Alberto è stato arrestato a Guasdualito, mentre lavorava per l’ong Humanity & Inclusion, e da allora si trova nel carcere El Rodeo I, situato nei pressi di Caracas. La sua detenzione è caratterizzata da un’assenza di accuse formali e da contatti limitati con la famiglia e le autorità diplomatiche italiane. In questo contesto, la madre ha espresso la sua profonda indignazione per la mancanza di azioni concrete da parte del governo italiano.
Un anno di silenzio e attesa
Nel corso di questi dodici mesi, Armanda Colusso ha ricevuto solo tre telefonate dalla premier Giorgia Meloni e due incontri con il sottosegretario Mantovano.
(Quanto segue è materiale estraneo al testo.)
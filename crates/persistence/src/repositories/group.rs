//! Group repository: groups and memberships.

use async_trait::async_trait;
use domain::models::group::{
    Group, GroupChanges, GroupListFilter, GroupRole, GroupSummary, Membership, NewGroup,
};
use domain::stores::{GroupStore, StoreResult};
use sqlx::PgPool;
use uuid::Uuid;

use crate::entities::{
    GroupEntity, GroupMembershipEntity, GroupPrivacyDb, GroupRoleDb, GroupSummaryEntity,
};
use crate::error::store_error;
use crate::metrics::QueryTimer;

const GROUP_COLUMNS: &str =
    "id, name, description, privacy, created_by, is_active, created_at, updated_at";

/// Repository for group-related database operations.
#[derive(Clone)]
pub struct GroupRepository {
    pool: PgPool,
}

impl GroupRepository {
    /// Creates a new GroupRepository with the given connection pool.
    pub fn new(pool: PgPool) -> Self {
        Self { pool }
    }

    async fn insert_group_with_admin(
        &self,
        group: &NewGroup,
    ) -> Result<(GroupEntity, GroupMembershipEntity), sqlx::Error> {
        // Dropping the transaction without commit rolls back the group insert.
        let mut tx = self.pool.begin().await?;

        let group = sqlx::query_as::<_, GroupEntity>(&format!(
            r#"
            INSERT INTO groups (name, description, privacy, created_by)
            VALUES ($1, $2, $3, $4)
            RETURNING {GROUP_COLUMNS}
            "#
        ))
        .bind(&group.name)
        .bind(&group.description)
        .bind(GroupPrivacyDb::from(group.privacy))
        .bind(group.created_by)
        .fetch_one(&mut *tx)
        .await?;

        let membership = sqlx::query_as::<_, GroupMembershipEntity>(
            r#"
            INSERT INTO group_memberships (group_id, user_id, role)
            VALUES ($1, $2, 'admin')
            RETURNING id, group_id, user_id, role, joined_at
            "#,
        )
        .bind(group.id)
        .bind(group.created_by)
        .fetch_one(&mut *tx)
        .await?;

        tx.commit().await?;
        Ok((group, membership))
    }
}

#[async_trait]
impl GroupStore for GroupRepository {
    async fn create_group_with_admin(&self, group: NewGroup) -> StoreResult<(Group, Membership)> {
        let timer = QueryTimer::new("create_group_with_admin");
        let result = self.insert_group_with_admin(&group).await;
        timer.finish(result.is_ok());
        let (group, membership) = result.map_err(store_error)?;
        Ok((group.into(), membership.into()))
    }

    async fn find_group(&self, group_id: Uuid) -> StoreResult<Option<Group>> {
        let timer = QueryTimer::new("find_group");
        let result = sqlx::query_as::<_, GroupEntity>(&format!(
            r#"
            SELECT {GROUP_COLUMNS}
            FROM groups
            WHERE id = $1 AND is_active = true
            "#
        ))
        .bind(group_id)
        .fetch_optional(&self.pool)
        .await;
        timer.finish(result.is_ok());
        Ok(result.map_err(store_error)?.map(Into::into))
    }

    async fn update_group(
        &self,
        group_id: Uuid,
        changes: GroupChanges,
    ) -> StoreResult<Option<Group>> {
        let timer = QueryTimer::new("update_group");
        let result = sqlx::query_as::<_, GroupEntity>(&format!(
            r#"
            UPDATE groups
            SET name = COALESCE($2, name),
                description = COALESCE($3, description),
                privacy = COALESCE($4, privacy),
                updated_at = NOW()
            WHERE id = $1 AND is_active = true
            RETURNING {GROUP_COLUMNS}
            "#
        ))
        .bind(group_id)
        .bind(changes.name)
        .bind(changes.description)
        .bind(changes.privacy.map(GroupPrivacyDb::from))
        .fetch_optional(&self.pool)
        .await;
        timer.finish(result.is_ok());
        Ok(result.map_err(store_error)?.map(Into::into))
    }

    async fn deactivate_group(&self, group_id: Uuid) -> StoreResult<bool> {
        let timer = QueryTimer::new("deactivate_group");
        let result = sqlx::query(
            r#"
            UPDATE groups
            SET is_active = false, updated_at = NOW()
            WHERE id = $1 AND is_active = true
            "#,
        )
        .bind(group_id)
        .execute(&self.pool)
        .await;
        timer.finish(result.is_ok());
        Ok(result.map_err(store_error)?.rows_affected() > 0)
    }

    async fn insert_membership(
        &self,
        group_id: Uuid,
        user_id: Uuid,
        role: GroupRole,
    ) -> StoreResult<Membership> {
        let timer = QueryTimer::new("insert_membership");
        let result = sqlx::query_as::<_, GroupMembershipEntity>(
            r#"
            INSERT INTO group_memberships (group_id, user_id, role)
            VALUES ($1, $2, $3)
            RETURNING id, group_id, user_id, role, joined_at
            "#,
        )
        .bind(group_id)
        .bind(user_id)
        .bind(GroupRoleDb::from(role))
        .fetch_one(&self.pool)
        .await;
        timer.finish(result.is_ok());
        result.map(Into::into).map_err(store_error)
    }

    async fn find_membership(
        &self,
        group_id: Uuid,
        user_id: Uuid,
    ) -> StoreResult<Option<Membership>> {
        let timer = QueryTimer::new("find_membership");
        let result = sqlx::query_as::<_, GroupMembershipEntity>(
            r#"
            SELECT id, group_id, user_id, role, joined_at
            FROM group_memberships
            WHERE group_id = $1 AND user_id = $2
            "#,
        )
        .bind(group_id)
        .bind(user_id)
        .fetch_optional(&self.pool)
        .await;
        timer.finish(result.is_ok());
        Ok(result.map_err(store_error)?.map(Into::into))
    }

    async fn delete_membership(&self, group_id: Uuid, user_id: Uuid) -> StoreResult<bool> {
        let timer = QueryTimer::new("delete_membership");
        let result = sqlx::query(
            r#"
            DELETE FROM group_memberships
            WHERE group_id = $1 AND user_id = $2
            "#,
        )
        .bind(group_id)
        .bind(user_id)
        .execute(&self.pool)
        .await;
        timer.finish(result.is_ok());
        Ok(result.map_err(store_error)?.rows_affected() > 0)
    }

    async fn count_members(&self, group_id: Uuid) -> StoreResult<i64> {
        let timer = QueryTimer::new("count_members");
        let result = sqlx::query_scalar::<_, i64>(
            r#"
            SELECT COUNT(*) FROM group_memberships WHERE group_id = $1
            "#,
        )
        .bind(group_id)
        .fetch_one(&self.pool)
        .await;
        timer.finish(result.is_ok());
        result.map_err(store_error)
    }

    async fn list_members(&self, group_id: Uuid) -> StoreResult<Vec<Membership>> {
        let timer = QueryTimer::new("list_members");
        let result = sqlx::query_as::<_, GroupMembershipEntity>(
            r#"
            SELECT id, group_id, user_id, role, joined_at
            FROM group_memberships
            WHERE group_id = $1
            ORDER BY joined_at ASC
            "#,
        )
        .bind(group_id)
        .fetch_all(&self.pool)
        .await;
        timer.finish(result.is_ok());
        Ok(result
            .map_err(store_error)?
            .into_iter()
            .map(Into::into)
            .collect())
    }

    async fn list_groups_for_user(
        &self,
        filter: GroupListFilter,
    ) -> StoreResult<Vec<GroupSummary>> {
        let timer = QueryTimer::new("list_groups_for_user");
        let result = sqlx::query_as::<_, GroupSummaryEntity>(
            r#"
            SELECT
                g.id, g.name, g.description, g.privacy,
                gm.role, gm.joined_at,
                (SELECT COUNT(*) FROM group_memberships WHERE group_id = g.id) AS member_count,
                (SELECT COUNT(*) FROM competitions WHERE group_id = g.id) AS competition_count,
                EXISTS (
                    SELECT 1 FROM group_favorites f
                    WHERE f.group_id = g.id AND f.user_id = $1
                ) AS is_favorite
            FROM groups g
            JOIN group_memberships gm ON g.id = gm.group_id
            WHERE gm.user_id = $1 AND g.is_active = true
              AND ($2::uuid IS NULL OR g.created_by = $2)
              AND NOT EXISTS (
                  SELECT 1 FROM unnest($3::text[]) AS term
                  WHERE NOT (g.name ILIKE term OR g.description ILIKE term)
              )
            ORDER BY gm.joined_at DESC
            "#,
        )
        .bind(filter.member_id)
        .bind(filter.creator)
        .bind(filter.search.like_patterns())
        .fetch_all(&self.pool)
        .await;
        timer.finish(result.is_ok());
        Ok(result
            .map_err(store_error)?
            .into_iter()
            .map(Into::into)
            .collect())
    }
}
Questo dato evidenzia un’interazione insufficiente rispetto alla gravità della situazione. “Fino ad agosto, non c’era stato alcun contatto con il governo venezuelano,” ha dichiarato la madre, sottolineando la scarsità di sforzi per il rilascio di Alberto.
Le condizioni di detenzione
La madre di Alberto ha descritto le gravi condizioni in cui il figlio è costretto a vivere. Ha parlato con un compagno di cella, il quale ha rivelato che la cella misura solo due metri per due e ospita due persone, presentando standard igienici molto inadeguati. A differenza di altri paesi, come la Svizzera e gli Stati Uniti, che sono riusciti a ottenere il rilascio dei propri cittadini, l’Italia sembra non aver fatto altrettanto per Alberto, che ha perso momenti significativi della sua vita, come Natale e Pasqua.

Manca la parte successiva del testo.